EX-10.1 2 l22661aexv10w1.htm EX-10.1 EX-10.1
 

Exhibit 10.1
RESTRICTED SHARES AGREEMENT
     Developers Diversified Realty Corporation, an Ohio corporation (the “Company”), has granted to                      (the “Holder”),                      (___) of the Company’s Common Shares, without par value (the “Restricted Shares”). The Restricted Shares have been granted pursuant to the Developers Diversified Realty Corporation 2004 Equity-Based Award Plan (the “Plan”) and are subject to all provisions of the Plan, which are hereby incorporated herein by reference, and to the following provisions of this Agreement (capitalized terms not defined herein are used as defined in the Plan):
     §1. Vesting. The Restricted Shares will vest                      (each such date a “Vesting Date”). The Restricted Shares will be issued in uncertificated form and held by the Company in an account for the benefit of the Holder until the applicable Vesting Date. The Company will transfer the vested Restricted Shares to the Holder’s account within a reasonable period of time after each Vesting Date, unless such Restricted Shares are subject to a deferral election, in which case the deferral election and the applicable deferral plan will govern treatment of the Restricted Shares upon vesting.
     §2. Purchase Price. The purchase price of the Restricted Shares is $___. The fair market value of the Restricted Shares is $                     per share.
     §3. Transferability. The Holder may transfer Restricted Shares prior to vesting, during his or her lifetime (i) to one or more members of such Holder’s family, (ii) to one or more trusts for the benefit of one or more of such Holder’s family, or (iii) to a partnership or partnerships of members of such Holder’s family, provided that no consideration is paid for the transfer and that the transfer would not result in the loss of any exemption under Rule 16b-3 of the Securities Exchange Act of 1934, as amended, with respect to the Restricted Shares. The Restricted Shares are also transferable by will or the laws of descent and distribution or pursuant to a qualified domestic relations order (as defined in the Internal Revenue Code or the Employment Retirement Income Security Act of 1974, as amended). The transferee of any Restricted Shares will be subject to all restrictions, terms, and conditions applicable to the Restricted Shares.
     §4. Termination of Employment. If the Holder’s employment by the Company or any Subsidiary or Affiliate terminates prior to all of the Restricted Shares vesting, the Restricted Shares will vest or be forfeited as follows:
     (a) Termination by Death. If the Holder’s employment with the Company or any Subsidiary or Affiliate terminates by reason of death, all Restricted Shares shall vest and any restriction lapse.
     (b) Termination by Reason of Disability. If the Holder’s employment with the Company or any Subsidiary or Affiliate terminates by reason of Disability, all Restricted Shares shall vest and any restriction lapse.

 


 

     (c) Other Termination. Unless otherwise determined by the Committee after the time of granting the Restricted Shares, if the Holder’s employment with the Company or any Subsidiary or Affiliate terminates for any reason other than death or Disability, any Restricted Shares which are unvested or subject to restrictions at the time of termination will be forfeited upon termination.
     (d) Leave of Absence.

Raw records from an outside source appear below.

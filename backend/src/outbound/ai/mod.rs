//! Language model outbound adapters.
//!
//! This module provides a thin HTTP implementation of the `LanguageModel`
//! port against any OpenAI-compatible `/chat/completions` endpoint.

mod dto;
mod http_model;

pub use http_model::{ChatCompletionsConfig, ChatCompletionsModel};
//! Driving port for role-specific dashboards.

use async_trait::async_trait;

use crate::domain::{Actor, Dashboard, Error};

#[cfg_attr(test, mockall::automock)]
#[async_trait]
pub trait DashboardService: Send + Sync {
    async fn dashboard(&self, actor: &Actor) -> Result<Dashboard, Error>;
}
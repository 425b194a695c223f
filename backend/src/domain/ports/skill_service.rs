//! Driving port for the skill catalogue.

use async_trait::async_trait;
use uuid::Uuid;

use crate::domain::{Actor, Error, MentorSkill, Skill, UserId};

#[cfg_attr(test, mockall::automock)]
#[async_trait]
pub trait SkillService: Send + Sync {
    async fn list(&self) -> Result<Vec<Skill>, Error>;

    /// Admin only.
    async fn create(&self, actor: &Actor, name: &str) -> Result<Skill, Error>;

    /// Replace the calling mentor's skills with `(skill_id, proficiency)` pairs.
    async fn set_mentor_skills(
        &self,
        actor: &Actor,
        entries: Vec<(Uuid, i16)>,
    ) -> Result<Vec<MentorSkill>, Error>;

    async fn mentor_skills(&self, mentor_id: &UserId) -> Result<Vec<MentorSkill>, Error>;
}
//! Port for stored notifications.
use async_trait::async_trait;
use uuid::Uuid;

use crate::domain::{Notification, NotificationStats, PageKey, UserId};

use super::define_port_error;

define_port_error! {
    /// Errors raised by notification repository adapters.
    pub enum NotificationRepositoryError {
        Connection { message: String } =>
            "notification repository connection failed: {message}",
        Query { message: String } => "notification repository query failed: {message}",
    }
}

#[cfg_attr(test, mockall::automock)]
#[async_trait]
pub trait NotificationRepository: Send + Sync {
    async fn insert(&self, notification: &Notification) -> Result<(), NotificationRepositoryError>;

    /// Store every notification or none of them.
    async fn insert_all(
        &self,
        notifications: &[Notification],
    ) -> Result<(), NotificationRepositoryError>;

    /// Up to `limit` notifications older than `before`, newest first.
    async fn page(
        &self,
        user_id: &UserId,
        unread_only: bool,
        before: Option<PageKey>,
        limit: usize,
    ) -> Result<Vec<Notification>, NotificationRepositoryError>;

    /// Mark one of the user's notifications read; `false` when the user owns
    /// no such notification.
    async fn mark_read(
        &self,
        user_id: &UserId,
        notification_id: &Uuid,
    ) -> Result<bool, NotificationRepositoryError>;

    /// Mark every unread notification read and return how many changed.
    async fn mark_all_read(&self, user_id: &UserId) -> Result<u64, NotificationRepositoryError>;

    async fn stats(&self, user_id: &UserId) -> Result<NotificationStats, NotificationRepositoryError>;

    /// Whether a session reminder referencing the booking exists.
    async fn has_reminder_for(&self, booking_id: &Uuid) -> Result<bool, NotificationRepositoryError>;
}
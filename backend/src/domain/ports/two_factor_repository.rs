//! Port for two-factor enrolments and pending login challenges.
use async_trait::async_trait;

use crate::domain::{LoginChallenge, TokenDigest, TwoFactorSettings, UserId};

use super::define_port_error;

define_port_error! {
    /// Errors raised by two-factor stores.
    pub enum TwoFactorRepositoryError {
        Connection { message: String } => "two-factor store connection failed: {message}",
        Query { message: String } => "two-factor store query failed: {message}",
    }
}

#[cfg_attr(test, mockall::automock)]
#[async_trait]
pub trait TwoFactorRepository: Send + Sync {
    async fn find(
        &self,
        user_id: &UserId,
    ) -> Result<Option<TwoFactorSettings>, TwoFactorRepositoryError>;

    /// Insert or replace the user's settings.
    async fn save(&self, settings: &TwoFactorSettings) -> Result<(), TwoFactorRepositoryError>;

    /// Remove the user's settings. Missing rows are ignored.
    async fn delete(&self, user_id: &UserId) -> Result<(), TwoFactorRepositoryError>;

    async fn insert_challenge(
        &self,
        challenge: &LoginChallenge,
    ) -> Result<(), TwoFactorRepositoryError>;

    async fn find_challenge(
        &self,
        digest: &TokenDigest,
    ) -> Result<Option<LoginChallenge>, TwoFactorRepositoryError>;

    /// Increment the attempt counter and return the updated challenge.
    async fn record_attempt(
        &self,
        digest: &TokenDigest,
    ) -> Result<Option<LoginChallenge>, TwoFactorRepositoryError>;

    /// Remove a challenge. Missing rows are ignored.
    async fn delete_challenge(&self, digest: &TokenDigest) -> Result<(), TwoFactorRepositoryError>;
}
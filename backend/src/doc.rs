//! OpenAPI documentation configuration.
//!
//! [`ApiDoc`] registers every REST handler under `/api/v1` plus the health
//! health checks, the bearer-token security scheme, and the response schemas.
//! Request and nested schemas referenced by the handlers are collected
//! automatically.
//!
//! The generated document is served by Swagger UI at `/docs` and exported
//! via `cargo run --bin openapi-dump` for external tooling.

use crate::domain::{Error, ErrorCode};
use crate::inbound::http::schemas::{
    BookingBody, ChatMessageBody, ChatRoomBody, MentorBody, MentorCardBody, RatingBody, SkillBody,
    UserBody,
};
use utoipa::openapi::security::{Http, HttpAuthScheme, SecurityScheme};
use utoipa::{Modify, OpenApi};

/// Name of the bearer security scheme in the generated document.
pub const BEARER_SCHEME: &str = "BearerToken";

/// Enrich the generated document with the bearer token security scheme.
struct SecurityAddon;

impl Modify for SecurityAddon {
    fn modify(&self, openapi: &mut utoipa::openapi::OpenApi) {
        let components = openapi
            .components
            .get_or_insert_with(utoipa::openapi::Components::default);

        let mut scheme = Http::new(HttpAuthScheme::Bearer);
        scheme.description = Some("Opaque token issued by POST /api/v1/auth/login.".to_owned());
        components.add_security_scheme(BEARER_SCHEME, SecurityScheme::Http(scheme));
    }
}

/// OpenAPI document for the REST API.
#[derive(OpenApi)]
#[openapi(
    modifiers(&SecurityAddon),
    info(
        title = "Mentorship marketplace API",
        description = "Accounts, availability, bookings, reviews, chat and notifications for a mentoring marketplace.",
        license(
            name = "Apache-2.0",
            url = "https://www.apache.org/licenses/LICENSE-2.0.html"
        )
    ),
    servers(
        (url = "/", description = "Relative to the deployment base URL")
    ),
    security(("BearerToken" = [])),
    paths(
        crate::inbound::http::accounts::register,
        crate::inbound::http::accounts::login,
        crate::inbound::http::accounts::logout,
        crate::inbound::http::accounts::change_password,
        crate::inbound::http::two_factor::status,
        crate::inbound::http::two_factor::setup,
        crate::inbound::http::two_factor::enable,
        crate::inbound::http::two_factor::disable,
        crate::inbound::http::two_factor::recovery_codes,
        crate::inbound::http::two_factor::verify,
        crate::inbound::http::accounts::current_user,
        crate::inbound::http::accounts::update_current_user,
        crate::inbound::http::accounts::list_mentors,
        crate::inbound::http::accounts::mentor_profile,
        crate::inbound::http::accounts::pending_mentors,
        crate::inbound::http::accounts::approve_mentor,
        crate::inbound::http::skills::list_skills,
        crate::inbound::http::skills::create_skill,
        crate::inbound::http::skills::set_mentor_skills,
        crate::inbound::http::skills::mentor_skills,
        crate::inbound::http::availability::weekly_rules,
        crate::inbound::http::availability::replace_weekly_rules,
        crate::inbound::http::availability::create_slot,
        crate::inbound::http::availability::list_slots,
        crate::inbound::http::availability::generate_slots,
        crate::inbound::http::availability::delete_slot,
        crate::inbound::http::availability::create_exception,
        crate::inbound::http::availability::list_exceptions,
        crate::inbound::http::availability::delete_exception,
        crate::inbound::http::availability::settings,
        crate::inbound::http::availability::update_settings,
        crate::inbound::http::availability::mentor_open_slots,
        crate::inbound::http::bookings::create_booking,
        crate::inbound::http::bookings::list_bookings,
        crate::inbound::http::bookings::calendar,
        crate::inbound::http::bookings::stats,
        crate::inbound::http::bookings::get_booking,
        crate::inbound::http::bookings::confirm_booking,
        crate::inbound::http::bookings::decline_booking,
        crate::inbound::http::bookings::cancel_booking,
        crate::inbound::http::bookings::complete_booking,
        crate::inbound::http::bookings::booking_feedback,
        crate::inbound::http::bookings::booking_calendar,
        crate::inbound::http::reviews::submit_review,
        crate::inbound::http::reviews::mentor_reviews,
        crate::inbound::http::reviews::mentor_rating,
        crate::inbound::http::reviews::mark_helpful,
        crate::inbound::http::chat::open_room,
        crate::inbound::http::chat::list_rooms,
        crate::inbound::http::chat::list_messages,
        crate::inbound::http::chat::post_message,
        crate::inbound::http::chat::edit_message,
        crate::inbound::http::chat::delete_message,
        crate::inbound::http::notifications::list_notifications,
        crate::inbound::http::notifications::mark_all_read,
        crate::inbound::http::notifications::notification_stats,
        crate::inbound::http::notifications::mark_read,
        crate::inbound::http::search::search_mentors,
        crate::inbound::http::dashboard::dashboard,
        crate::inbound::http::analytics::platform_analytics,
        crate::inbound::http::analytics::skill_analytics,
        crate::inbound::http::ai::session_summary,
        crate::inbound::http::ai::recommendations,
        crate::inbound::http::ai::ask,
        crate::inbound::http::ai::history,
        crate::inbound::http::webhooks::receive_webhook,
        crate::inbound::http::badges::list_badges,
        crate::inbound::http::badges::my_badges,
        crate::inbound::http::health::ready,
        crate::inbound::http::health::live,
    ),
    components(schemas(
        Error,
        ErrorCode,
        UserBody,
        MentorBody,
        MentorCardBody,
        SkillBody,
        RatingBody,
        BookingBody,
        ChatRoomBody,
        ChatMessageBody,
    )),
    tags(
        (name = "accounts", description = "Registration, login and the caller's profile"),
        (name = "users", description = "Profiles and administration"),
        (name = "mentors", description = "Public mentor directory and search"),
        (name = "skills", description = "Skill catalogue and mentor proficiencies"),
        (name = "availability", description = "Mentor weekly rules, slots and exceptions"),
        (name = "bookings", description = "Session booking lifecycle and calendar export"),
        (name = "reviews", description = "Post-session reviews and ratings"),
        (name = "chat", description = "Direct messaging; realtime delivery uses /ws/chat/{room_id}"),
        (name = "notifications", description = "In-app notification inbox"),
        (name = "two-factor", description = "Authenticator enrolment, recovery codes and login challenges"),
        (name = "dashboard", description = "Role-specific summaries"),
        (name = "analytics", description = "Platform and per-skill activity over a trailing window"),
        (name = "ai", description = "Language-model assistance"),
        (name = "webhooks", description = "Signed third-party callbacks"),
        (name = "badges", description = "Achievement catalogue and awards"),
        (name = "health", description = "Endpoints for health checks")
    )
)]
pub struct ApiDoc;

#[cfg(test)]
mod tests {
    //! Regression coverage for the generated document.

    use super::*;
    use utoipa::OpenApi;
    use utoipa::openapi::RefOr;
    use utoipa::openapi::schema::Schema;

    fn schema_fields(name: &str) -> Vec<String> {
        let doc = ApiDoc::openapi();
        let schemas = &doc.components.as_ref().expect("components").schemas;
        let schema = schemas
            .iter()
            .find(|(key, _)| key.ends_with(name))
            .map(|(_, schema)| schema)
            .unwrap_or_else(|| panic!("{name} schema registered"));
        match schema {
            RefOr::T(Schema::Object(obj)) => obj.properties.keys().cloned().collect(),
            _ => panic!("expected Object schema for {name}"),
        }
    }

    #[test]
    fn documented_paths_are_stable() {
        let doc = ApiDoc::openapi();
        let paths: Vec<String> = doc
            .paths
            .paths
            .iter()
            .flat_map(|(path, item)| {
                let mut methods = Vec::new();
                for (method, op) in [
                    ("GET", &item.get),
                    ("POST", &item.post),
                    ("PUT", &item.put),
                    ("PATCH", &item.patch),
                    ("DELETE", &item.delete),
                ] {
                    if op.is_some() {
                        methods.push(format!("{method} {path}"));
                    }
                }
                methods
            })
            .collect();
        insta::assert_json_snapshot!("documented_paths", paths);
    }

    #[test]
    fn error_schema_has_code_and_message() {
        let fields = schema_fields("Error");
        assert!(fields.iter().any(|f| f == "code"));
        assert!(fields.iter().any(|f| f == "message"));
    }

    #[test]
    fn user_schema_is_camel_case() {
        let fields = schema_fields("UserBody");
        assert!(fields.iter().any(|f| f == "displayName"));
        assert!(fields.iter().any(|f| f == "hourlyRateCents"));
    }

    #[test]
    fn analytics_schema_lists_trends() {
        let fields = schema_fields("PlatformAnalyticsBody");
        assert!(fields.iter().any(|f| f == "growthTrends"));
        assert!(fields.iter().any(|f| f == "topSkills"));
    }

    #[test]
    fn bearer_scheme_is_registered() {
        let doc = ApiDoc::openapi();
        let components = doc.components.expect("components");
        assert!(components.security_schemes.contains_key(BEARER_SCHEME));
    }
}
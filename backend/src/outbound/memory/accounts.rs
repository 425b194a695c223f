//! Users, bearer sessions and the skills catalogue.

use async_trait::async_trait;
use chrono::{DateTime, Utc};
use uuid::Uuid;

use crate::domain::ports::{
    AuthSessionRepository, AuthSessionRepositoryError, SkillRepository, SkillRepositoryError,
    TwoFactorRepository, TwoFactorRepositoryError, UserRepository, UserRepositoryError,
};
use crate::domain::{
    AuthSession, Email, LoginChallenge, MentorSkill, PasswordHash, Role, Skill, TokenDigest,
    TwoFactorSettings, User, UserId,
};

use super::MemoryStore;

#[async_trait]
impl UserRepository for MemoryStore {
    async fn create(&self, user: &User, password: &PasswordHash) -> Result<(), UserRepositoryError> {
        let mut tables = self.tables.write().await;
        if tables.users.values().any(|(existing, _)| existing.email == user.email) {
            return Err(UserRepositoryError::duplicate_email());
        }
        tables.users.insert(user.id, (user.clone(), password.clone()));
        Ok(())
    }

    async fn find_by_id(&self, id: &UserId) -> Result<Option<User>, UserRepositoryError> {
        let tables = self.tables.read().await;
        Ok(tables.users.get(id).map(|(user, _)| user.clone()))
    }

    async fn find_credentials(
        &self,
        email: &Email,
    ) -> Result<Option<(User, PasswordHash)>, UserRepositoryError> {
        let tables = self.tables.read().await;
        Ok(tables
            .users
            .values()
            .find(|(user, _)| user.email == *email)
            .cloned())
    }

    async fn update(&self, user: &User) -> Result<(), UserRepositoryError> {
        let mut tables = self.tables.write().await;
        match tables.users.get_mut(&user.id) {
            Some((stored, _)) => {
                *stored = user.clone();
                Ok(())
            }
            None => Err(UserRepositoryError::query(format!("user {} not found", user.id))),
        }
    }

    async fn list_approved_mentors(&self) -> Result<Vec<User>, UserRepositoryError> {
        let tables = self.tables.read().await;
        let mut mentors: Vec<User> = tables
            .users
            .values()
            .map(|(user, _)| user)
            .filter(|user| user.is_bookable_mentor())
            .cloned()
            .collect();
        mentors.sort_by(|a, b| {
            a.display_name
                .as_ref()
                .cmp(b.display_name.as_ref())
                .then(a.id.cmp(&b.id))
        });
        Ok(mentors)
    }

    async fn list_pending_mentors(&self) -> Result<Vec<User>, UserRepositoryError> {
        let tables = self.tables.read().await;
        let mut pending: Vec<User> = tables
            .users
            .values()
            .map(|(user, _)| user)
            .filter(|user| user.role == Role::Mentor && !user.is_mentor_approved)
            .cloned()
            .collect();
        pending.sort_by(|a, b| a.created_at.cmp(&b.created_at).then(a.id.cmp(&b.id)));
        Ok(pending)
    }

    async fn find_password_hash(
        &self,
        id: &UserId,
    ) -> Result<Option<PasswordHash>, UserRepositoryError> {
        let tables = self.tables.read().await;
        Ok(tables.users.get(id).map(|(_, hash)| hash.clone()))
    }

    async fn update_password(
        &self,
        id: &UserId,
        password: &PasswordHash,
    ) -> Result<bool, UserRepositoryError> {
        let mut tables = self.tables.write().await;
        Ok(tables
            .users
            .get_mut(id)
            .map(|(_, hash)| *hash = password.clone())
            .is_some())
    }

    async fn signups_since(
        &self,
        since: DateTime<Utc>,
    ) -> Result<Vec<(Role, DateTime<Utc>)>, UserRepositoryError> {
        let tables = self.tables.read().await;
        let mut signups: Vec<(Role, DateTime<Utc>)> = tables
            .users
            .values()
            .map(|(user, _)| (user.role, user.created_at))
            .filter(|(_, at)| *at >= since)
            .collect();
        signups.sort_by_key(|(_, at)| *at);
        Ok(signups)
    }

    async fn count_by_role(&self) -> Result<Vec<(Role, u64)>, UserRepositoryError> {
        let tables = self.tables.read().await;
        Ok([Role::Learner, Role::Mentor, Role::Admin]
            .into_iter()
            .map(|role| {
                let count = tables
                    .users
                    .values()
                    .filter(|(user, _)| user.role == role)
                    .count() as u64;
                (role, count)
            })
            .filter(|(_, count)| *count > 0)
            .collect())
    }
}

#[async_trait]
impl AuthSessionRepository for MemoryStore {
    async fn insert(&self, session: &AuthSession) -> Result<(), AuthSessionRepositoryError> {
        let mut tables = self.tables.write().await;
        tables
            .sessions
            .insert(session.digest.as_ref().to_owned(), session.clone());
        Ok(())
    }

    async fn find(
        &self,
        digest: &TokenDigest,
    ) -> Result<Option<AuthSession>, AuthSessionRepositoryError> {
        let tables = self.tables.read().await;
        Ok(tables.sessions.get(digest.as_ref()).cloned())
    }

    async fn revoke(&self, digest: &TokenDigest) -> Result<(), AuthSessionRepositoryError> {
        let mut tables = self.tables.write().await;
        if let Some(session) = tables.sessions.get_mut(digest.as_ref()) {
            session.revoked = true;
        }
        Ok(())
    }

    async fn revoke_others(
        &self,
        user_id: &UserId,
        keep: &TokenDigest,
    ) -> Result<u64, AuthSessionRepositoryError> {
        let mut tables = self.tables.write().await;
        let mut revoked = 0;
        for session in tables.sessions.values_mut() {
            if session.user_id == *user_id && session.digest != *keep && !session.revoked {
                session.revoked = true;
                revoked += 1;
            }
        }
        Ok(revoked)
    }
}

#[async_trait]
impl TwoFactorRepository for MemoryStore {
    async fn find(
        &self,
        user_id: &UserId,
    ) -> Result<Option<TwoFactorSettings>, TwoFactorRepositoryError> {
        let tables = self.tables.read().await;
        Ok(tables.two_factor.get(user_id).cloned())
    }

    async fn save(&self, settings: &TwoFactorSettings) -> Result<(), TwoFactorRepositoryError> {
        let mut tables = self.tables.write().await;
        tables.two_factor.insert(settings.user_id, settings.clone());
        Ok(())
    }

    async fn delete(&self, user_id: &UserId) -> Result<(), TwoFactorRepositoryError> {
        let mut tables = self.tables.write().await;
        tables.two_factor.remove(user_id);
        Ok(())
    }

    async fn insert_challenge(
        &self,
        challenge: &LoginChallenge,
    ) -> Result<(), TwoFactorRepositoryError> {
        let mut tables = self.tables.write().await;
        tables
            .challenges
            .insert(challenge.digest.as_ref().to_owned(), challenge.clone());
        Ok(())
    }

    async fn find_challenge(
        &self,
        digest: &TokenDigest,
    ) -> Result<Option<LoginChallenge>, TwoFactorRepositoryError> {
        let tables = self.tables.read().await;
        Ok(tables.challenges.get(digest.as_ref()).cloned())
    }

    async fn record_attempt(
        &self,
        digest: &TokenDigest,
    ) -> Result<Option<LoginChallenge>, TwoFactorRepositoryError> {
        let mut tables = self.tables.write().await;
        Ok(tables.challenges.get_mut(digest.as_ref()).map(|challenge| {
            challenge.attempts += 1;
            challenge.clone()
        }))
    }

    async fn delete_challenge(&self, digest: &TokenDigest) -> Result<(), TwoFactorRepositoryError> {
        let mut tables = self.tables.write().await;
        tables.challenges.remove(digest.as_ref());
        Ok(())
    }
}

#[async_trait]
impl SkillRepository for MemoryStore {
    async fn create(&self, skill: &Skill) -> Result<(), SkillRepositoryError> {
        let mut tables = self.tables.write().await;
        if tables.skills.values().any(|existing| existing.slug == skill.slug) {
            return Err(SkillRepositoryError::duplicate_name(skill.name.clone()));
        }
        tables.skills.insert(skill.id, skill.clone());
        Ok(())
    }

    async fn list(&self) -> Result<Vec<Skill>, SkillRepositoryError> {
        let tables = self.tables.read().await;
        let mut skills: Vec<Skill> = tables.skills.values().cloned().collect();
        skills.sort_by(|a, b| a.name.cmp(&b.name));
        Ok(skills)
    }

    async fn find_many(&self, ids: &[Uuid]) -> Result<Vec<Skill>, SkillRepositoryError> {
        let tables = self.tables.read().await;
        Ok(ids
            .iter()
            .filter_map(|id| tables.skills.get(id))
            .cloned()
            .collect())
    }

    async fn replace_mentor_skills(
        &self,
        mentor_id: &UserId,
        entries: &[(Uuid, i16)],
    ) -> Result<(), SkillRepositoryError> {
        let mut tables = self.tables.write().await;
        tables.mentor_skills.insert(*mentor_id, entries.to_vec());
        Ok(())
    }

    async fn mentor_skills(
        &self,
        mentor_id: &UserId,
    ) -> Result<Vec<MentorSkill>, SkillRepositoryError> {
        let tables = self.tables.read().await;
        let mut skills: Vec<MentorSkill> = tables
            .mentor_skills
            .get(mentor_id)
            .into_iter()
            .flatten()
            .filter_map(|(skill_id, proficiency)| {
                tables.skills.get(skill_id).map(|skill| MentorSkill {
                    mentor_id: *mentor_id,
                    skill: skill.clone(),
                    proficiency: *proficiency,
                })
            })
            .collect();
        skills.sort_by(|a, b| a.skill.name.cmp(&b.skill.name));
        Ok(skills)
    }

    async fn mentor_skill_links(&self) -> Result<Vec<(Uuid, UserId)>, SkillRepositoryError> {
        let tables = self.tables.read().await;
        Ok(tables
            .mentor_skills
            .iter()
            .flat_map(|(mentor_id, entries)| {
                entries.iter().map(move |(skill_id, _)| (*skill_id, *mentor_id))
            })
            .collect())
    }
}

If the Holder is granted a leave of absence by the Company or any Subsidiary or Affiliate, his or her employment will not be considered terminated, and he or she will continue to be deemed an employee of the Company or Subsidiary or Affiliate during such leave of absence or any extension thereof granted by the Company, Subsidiary or Affiliate for purposes of the Plan.
     §5. Shareholder Rights and Restrictions. Except with regard to the disposition of Restricted Shares, the Holder will generally have all rights of a shareholder with respect to the Restricted Shares from the date of grant, including, without limitation, the right to receive dividends with respect to such Restricted Shares and the right to vote such Restricted Shares, subject to any restrictions in this Agreement or in the Plan.
     §6. Dividends. All dividends payable on the Restricted Shares (whether or not vested) will be payable in cash.
     §7. Taxes. The Holder hereby agrees to pay to the Company, in accordance with the terms of the Plan, any federal, state or local taxes of any kind required by law to be withheld and remitted by the Company with respect to the Restricted Shares. The Holder may satisfy such tax obligation, in whole or in part, by (i) electing to have the Company withhold a portion of the Shares otherwise to be delivered upon vesting of the Restricted Shares with a Fair Market Value equal to the amount of such taxes, or (ii) delivering to the Company other Shares with a Fair Market Value equal to the amount of such taxes. The election, if any, must be made on or before the date that the amount of tax to be withheld is determined. If the Holder does not make such payment to the Company, the Company shall have the right to withhold from any payment of any kind otherwise due to the Holder from the Company, any federal, state or local taxes of any kind required by law to be withheld with respect to the award or vesting of the Restricted Shares.
     §8. Deferral. The Holder may, in his or her sole discretion, with respect to this award of Restricted Shares, elect to participate in any equity deferred compensation plan established by the Company.
     §9. Subject to the Plan. This Agreement is made and the Restricted Shares evidenced hereby are granted under and pursuant to, and they are expressly made subject to all of the terms and conditions of, the Plan, notwithstanding anything herein to the contrary. The Holder hereby acknowledges receipt of a copy of the Plan and that the Holder has read and understands the terms and conditions of the Plan.

 


 

     §10. Securities Law Compliance.
     (a) The Holder agrees that the Company may impose such restrictions on the Shares as are deemed advisable by the Company, including, without limitation, restrictions relating to listing or trading requirements. The Holder further agrees that certificates representing the Shares may bear such legends and statements as the Company shall deem appropriate or advisable to assure, among other things, compliance with applicable securities laws, rules and regulations.
     (b) The Holder agrees that any Shares which the Holder may acquire by virtue of this Agreement may not be transferred, sold, assigned, pledged, hypothecated or otherwise disposed of by the Holder unless (i) a registration statement or post-effective amendment to a registration statement under the Securities Act of 1933, as amended, with respect to such Shares has become effective so as to permit the sale or other disposition of such Shares by the Holder, or (ii) there is presented to the Company an opinion of counsel satisfactory to the Company to the effect that the sale or other proposed disposition of such Shares by the Holder may lawfully be made otherwise than pursuant to an effective registration statement or post-effective amendment to a registration statement relating to such Shares under the Securities Act of 1933, as amended.
     §11. Rights of the Holder. The granting of the Restricted Shares shall in and of itself not confer any right of the Holder to continue in the employ of the Company and shall not interfere in any way with the right of the Company to terminate the Holder’s employment at any time, subject to the terms of any employment agreement between the Company and the Holder.
     §12. Governing Law. This Agreement shall be governed by and construed in accordance with the laws of the State of Ohio, except to the extent otherwise governed by Federal law.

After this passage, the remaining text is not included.